** Source data **
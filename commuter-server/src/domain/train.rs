//! Train runs and their timetable rows.
//!
//! A `TrainRun` is one day's service for a train number, with the full
//! stopping pattern as an ordered list of `TimetableRow`s. Each stop
//! normally contributes an ARRIVAL row followed by a DEPARTURE row.

use std::fmt;

use chrono::{DateTime, Utc};
use serde::{Deserialize, Serialize};

use super::StationCode;

/// Train category of commuter services.
pub const COMMUTER_CATEGORY: &str = "Commuter";

/// Whether a row records the train arriving at or leaving a station.
#[derive(Debug, Clone, Copy, PartialEq, Eq, Hash, Serialize, Deserialize)]
#[serde(rename_all = "SCREAMING_SNAKE_CASE")]
pub enum RowType {
    Arrival,
    Departure,
}

/// One stop event of a train run at one station.
#[derive(Debug, Clone, PartialEq, Eq, Serialize, Deserialize)]
#[serde(rename_all = "camelCase")]
pub struct TimetableRow {
    pub station_short_code: StationCode,
    #[serde(rename = "type")]
    pub row_type: RowType,
    pub scheduled_time: DateTime<Utc>,
    pub live_estimate_time: Option<DateTime<Utc>>,
    pub actual_time: Option<DateTime<Utc>>,
    /// Signed minutes relative to the schedule.
    pub difference_in_minutes: Option<i32>,
    pub commercial_track: String,
    pub cancelled: bool,
    pub commercial_stop: bool,
    pub train_stopping: bool,
}

impl TimetableRow {
    /// Creates a stopping, non-cancelled row with no realtime data.
    pub fn new(
        station: StationCode,
        row_type: RowType,
        scheduled_time: DateTime<Utc>,
        track: impl Into<String>,
    ) -> Self {
        Self {
            station_short_code: station,
            row_type,
            scheduled_time,
            live_estimate_time: None,
            actual_time: None,
            difference_in_minutes: None,
            commercial_track: track.into(),
            cancelled: false,
            commercial_stop: true,
            train_stopping: true,
        }
    }

    /// Live estimate if the feed has one, otherwise the scheduled time.
    pub fn effective_time(&self) -> DateTime<Utc> {
        self.live_estimate_time.unwrap_or(self.scheduled_time)
    }

    pub fn is_departure_from(&self, station: &str) -> bool {
        self.row_type == RowType::Departure && self.station_short_code == *station
    }

    pub fn is_arrival_at(&self, station: &str) -> bool {
        self.row_type == RowType::Arrival && self.station_short_code == *station
    }

    /// Whether the departure is running late by at least a minute.
    pub fn is_delayed(&self) -> bool {
        self.difference_in_minutes.is_some_and(|d| d > 0)
    }
}

/// One scheduled service of a train number on one day.
#[derive(Debug, Clone, PartialEq, Eq, Serialize, Deserialize)]
#[serde(rename_all = "camelCase")]
pub struct TrainRun {
    /// Numeric string, unique within a service day.
    pub train_number: String,
    /// Service pattern code, e.g. "I", "P", "S".
    pub train_type: String,
    pub train_category: String,
    /// Rider-facing line letter, e.g. "I" or "K".
    #[serde(rename = "commuterLineID")]
    pub commuter_line_id: String,
    pub cancelled: bool,
    /// Rows in increasing scheduled time order, as given by the feed.
    pub time_table_rows: Vec<TimetableRow>,
}

impl TrainRun {
    pub fn is_commuter(&self) -> bool {
        self.train_category == COMMUTER_CATEGORY
    }

    /// Ring-line services ("I"/"P") that pass Helsinki/Pasila twice in one run.
    ///
    /// The live feed reports commuter trains with type "HL" and carries the
    /// ring letter in the line id, so both fields are checked.
    pub fn is_loop_type(&self) -> bool {
        let is_ring = |s: &str| matches!(s, "I" | "P");
        is_ring(&self.train_type) || is_ring(&self.commuter_line_id)
    }

    /// Returns a copy of this run with its rows replaced.
    pub fn with_rows(&self, rows: Vec<TimetableRow>) -> Self {
        Self {
            train_number: self.train_number.clone(),
            train_type: self.train_type.clone(),
            train_category: self.train_category.clone(),
            commuter_line_id: self.commuter_line_id.clone(),
            cancelled: self.cancelled,
            time_table_rows: rows,
        }
    }

    /// Index of the first row at `station`, of either type.
    pub fn first_row_at(&self, station: &str) -> Option<usize> {
        self.time_table_rows
            .iter()
            .position(|row| row.station_short_code == *station)
    }

    /// First DEPARTURE row from `station`.
    pub fn first_departure_from(&self, station: &str) -> Option<&TimetableRow> {
        self.time_table_rows
            .iter()
            .find(|row| row.is_departure_from(station))
    }
}

/// Identity of one leg of a run: `{train}-{origin}-{destination}`.
///
/// Loop services can visit the same station pair twice, so the train number
/// alone does not identify which visit a favorite refers to.
#[derive(Debug, Clone, PartialEq, Eq, Hash, Serialize, Deserialize)]
#[serde(transparent)]
pub struct JourneyKey(String);

impl JourneyKey {
    pub fn new(train_number: &str, origin: &str, destination: &str) -> Self {
        Self(format!("{train_number}-{origin}-{destination}"))
    }

    /// Wraps a stored key verbatim.
    pub fn from_raw(raw: impl Into<String>) -> Self {
        Self(raw.into())
    }

    pub fn as_str(&self) -> &str {
        &self.0
    }
}

impl fmt::Display for JourneyKey {
    fn fmt(&self, f: &mut fmt::Formatter<'_>) -> fmt::Result {
        f.write_str(&self.0)
    }
}

/// Track and time of the departure that applies to a leg.
#[derive(Debug, Clone, PartialEq, Eq, Serialize, Deserialize)]
#[serde(rename_all = "camelCase")]
pub struct TrackInfo {
    pub track: String,
    pub timestamp: DateTime<Utc>,
    pub journey_key: JourneyKey,
}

** Directions for this task **
Scan the material above for the string "true", and copy every line where it is found.

** Answer space **
            commercial_stop: true,
            train_stopping: true,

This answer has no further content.